Ad avviso del prefatore “Le politiche
neoliberiste hanno messo al centro il mercato e il privato; la sinistra deve
ricostruire una cultura dei beni comuni e del «pubblico». Il neoliberismo ha
rilanciato la centralità dell’impresa e dell’individuo nel suo interesse
privato; la sinistra deve rivendicare la centralità della società e della
persona nel suo contesto comunitario”. A ciò serve un “lessico nuovo. Perché le
parole contano. In questi anni l’ideologia neoliberista ha contaminato non solo
percezioni e culture, ma anche le parole e il modo di esprimersi”. E questo
“libro a più voci vuole appunto essere un piccolo contributo alla ricostruzione
di una cultura politica della sinistra”.
L’altro curatore del volume, Giuliano
Battiston scrive nella nota conclusiva che “Le parole sono veicoli del pensiero
e strumenti di azione. Non solo descrivono il mondo, ma contribuiscono a
trasformarlo”; occorre, sostiene, riflettere sulla crisi “La crisi ha avuto
origine nella progressiva evasione dell’economia dal controllo democratico,
nelle politiche istituzionali che hanno favorito l’ascesa della finanza
predatrice, che ha prodotto disuguaglianza e instabilità (James K. Galbraith),
ma segna anche la dissoluzione del capitalismo postbellico, quella particolare
formazione sociale che aveva allineato democrazia e capitalismo intorno a un
patto sociale che gli conferiva legittimità”. Oggi il “capitale avanza, la
democrazia indietreggia”; onde “a uscirne incrinata è la stessa metafora
fondante della società occidentali capitalistica: il contratto sociale” con la
prevalenza di processi di esclusione sociale su quelli di inclusione. Gli
autori di questo libro invitano ad essere consapevoli della trasformazione del
capitalismo per cui “Si tratta di abbandonare una fede e una religione – la
religione del progresso, la fede nello sviluppo – in favore di un’altra
società, una società di abbondanza frugale, che punti al benessere condiviso,
alla giustizia per tutti”.
Se il proposito degli autori è
condivisibile, perché non si possono applicare schemi otto-novecenteschi in un
contesto socio-politico economico dove si presentano obsoleti, è anche vero che
il loro armamentario di riferimento tiene spesso ancora conto di parametri e griglie superati.

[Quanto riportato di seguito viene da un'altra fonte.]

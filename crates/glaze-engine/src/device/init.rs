/// Initialization parameters for the GPU layer.
#[derive(Debug, Clone)]
pub struct GpuInit {
    /// Prefer an sRGB surface format when available.
    ///
    /// Vertex colors are written as-is by the fragment stage; an sRGB target
    /// encodes them on store.
    pub prefer_srgb: bool,

    /// Present mode (swap behavior). FIFO is supported everywhere.
    pub present_mode: wgpu::PresentMode,

    /// Optional alpha mode preference for the surface.
    ///
    /// If provided but unsupported on the current surface, a supported mode is selected.
    pub alpha_mode: Option<wgpu::CompositeAlphaMode>,

    pub required_features: wgpu::Features,
    pub required_limits: wgpu::Limits,

    /// Desired maximum frame latency for the surface. A hint only.
    pub desired_maximum_frame_latency: u32,
}

impl Default for GpuInit {
    fn default() -> Self {
        Self {
            prefer_srgb: true,
            present_mode: wgpu::PresentMode::Fifo,
            alpha_mode: None,
            required_features: wgpu::Features::empty(),
            required_limits: wgpu::Limits::default(),
            desired_maximum_frame_latency: 2,
        }
    }
}
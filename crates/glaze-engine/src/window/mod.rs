//! Window + runtime loop.
//!
//! Owns the `winit` EventLoop and windows, and wires them to the GPU layer.

mod runtime;

pub use runtime::{Runtime, RuntimeConfig, RuntimeCtx};
/// What the frame loop should do after a failed frame acquisition.
#[derive(Debug, Copy, Clone, Eq, PartialEq)]
pub enum SurfaceErrorAction {
    /// Surface was reconfigured; rendering may resume next frame.
    Reconfigured,
    /// Transient error; skip the current frame.
    SkipFrame,
    /// Out of memory; terminate.
    Fatal,
}
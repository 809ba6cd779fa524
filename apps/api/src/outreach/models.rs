//! Input and output shapes of a single generation cycle.

use serde::{Deserialize, Serialize};

/// Advisory upper bound on script length, counted in characters including punctuation.
pub const SCRIPT_CHAR_LIMIT: usize = 50;

/// The communication context the script is written for.
#[derive(Debug, Clone, Copy, Default, PartialEq, Eq, Serialize, Deserialize)]
#[serde(rename_all = "SCREAMING_SNAKE_CASE")]
pub enum Scenario {
    #[default]
    ColdCall,
    OfflineEvent,
    Referral,
    FollowUp,
    Partnership,
}

impl Scenario {
    pub const ALL: [Scenario; 5] = [
        Scenario::ColdCall,
        Scenario::OfflineEvent,
        Scenario::Referral,
        Scenario::FollowUp,
        Scenario::Partnership,
    ];

    /// Short label shown on the form's scenario picker.
    pub fn form_label(self) -> &'static str {
        match self {
            Scenario::ColdCall => "首次陌生拜访",
            Scenario::OfflineEvent => "展会/活动",
            Scenario::Referral => "熟人/客户介绍",
            Scenario::FollowUp => "再次跟进",
            Scenario::Partnership => "商务合作",
        }
    }
}

/// Everything the form collects about a prospective contact.
///
/// `position` and `additional_info` are optional; an empty string means "not given".
#[derive(Debug, Clone, Default, PartialEq, Serialize, Deserialize)]
#[serde(rename_all = "camelCase")]
pub struct ContactRequest {
    pub company_name: String,
    pub contact_name: String,
    #[serde(default)]
    pub position: String,
    #[serde(default)]
    pub additional_info: String,
    #[serde(default)]
    pub scenario: Scenario,
}

/// The model's reasoning behind the script.
#[derive(Debug, Clone, PartialEq, Eq, Serialize, Deserialize)]
#[serde(rename_all = "camelCase")]
pub struct Analysis {
    pub customer_analysis: String,
    pub connection_point: String,
    pub value_prop: String,
}

/// A well-formed generation: all four leaf strings present.
#[derive(Debug, Clone, PartialEq, Eq, Serialize, Deserialize)]
pub struct GenerationResult {
    pub script: String,
    pub analysis: Analysis,
}

/// Length indicator for a script. Over-limit scripts are flagged, never rejected.
#[derive(Debug, Clone, Copy, PartialEq, Eq, Serialize)]
#[serde(rename_all = "camelCase")]
pub struct ScriptLength {
    pub chars: usize,
    pub limit: usize,
    pub over_limit: bool,
}

impl GenerationResult {
    pub fn script_length(&self) -> ScriptLength {
        let chars = self.script.chars().count();
        ScriptLength {
            chars,
            limit: SCRIPT_CHAR_LIMIT,
            over_limit: chars > SCRIPT_CHAR_LIMIT,
        }
    }
}
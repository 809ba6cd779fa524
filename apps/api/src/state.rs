use std::sync::Arc;

use crate::outreach::generator::ScriptGenerator;
use crate::outreach::tracker::RequestTracker;

/// Shared application state injected into all route handlers via Axum extractors.
#[derive(Clone)]
pub struct AppState {
    /// Pluggable generator. Default: GeminiScriptGenerator.
    pub generator: Arc<dyn ScriptGenerator>,
    /// Status of the most recent submission; guards against stale responses.
    pub tracker: Arc<RequestTracker>,
}

impl AppState {
    pub fn new(generator: Arc<dyn ScriptGenerator>) -> Self {
        Self {
            generator,
            tracker: Arc::new(RequestTracker::new()),
        }
    }
}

In particolare il criterio destra/sinistra.
Questo è già in se equivoco, perché tende ad accumunare due distinzioni epocali
di contrapposizione politica: quella, prevalente nel XIX secolo, dell’opposizione
tra borghesia/potere monarchico, e quella del “secolo breve” tra borghesi e
proletari. Ritiene Marcon che “Norberto Bobbio in Destra e sinistra individua nell’uguaglianza il concetto (il
valore, la politica) su sui si costruisce il discrimine tra destra e sinistra.
È a fondamento della nostra Costituzione (articolo 3) e informa ogni proposta e
progetto che sia di sinistra”. Ne deriva che sia il discrimine destra/sinistra sia il carattere
fondamentale di questo (l’uguaglianza) sono considerati aventi ancora un valore
politico fondamentale, determinante
la dicotomia amicus/hostis. Solo che
non è più così: la distinzione ha perso valore, è in fase di neutralizzazione, anche se alcune
esigenze possono trasmigrare in una nuova scriminante amico/nemico (e in molti
dei saggi raccolti nel volume, lo si avverte anche implicitamente).
Ad esempio la
scriminante del “secolo breve” era fondata sui rapporti di produzione e sulla
contrapposizione tra capitalisti ed operai. Ormai, nell’epoca del finanzcapitalismo l’appropriazione della
ricchezza prodotta dagli uni e dagli altri è percepita e in gran parte lo è
realmente, come effetto dello sfruttamento di elite politiche e burocratiche, di clientele consolidate, della
finanza (interna ed) internazionale, e, da ultimo, della concorrenza (di paesi)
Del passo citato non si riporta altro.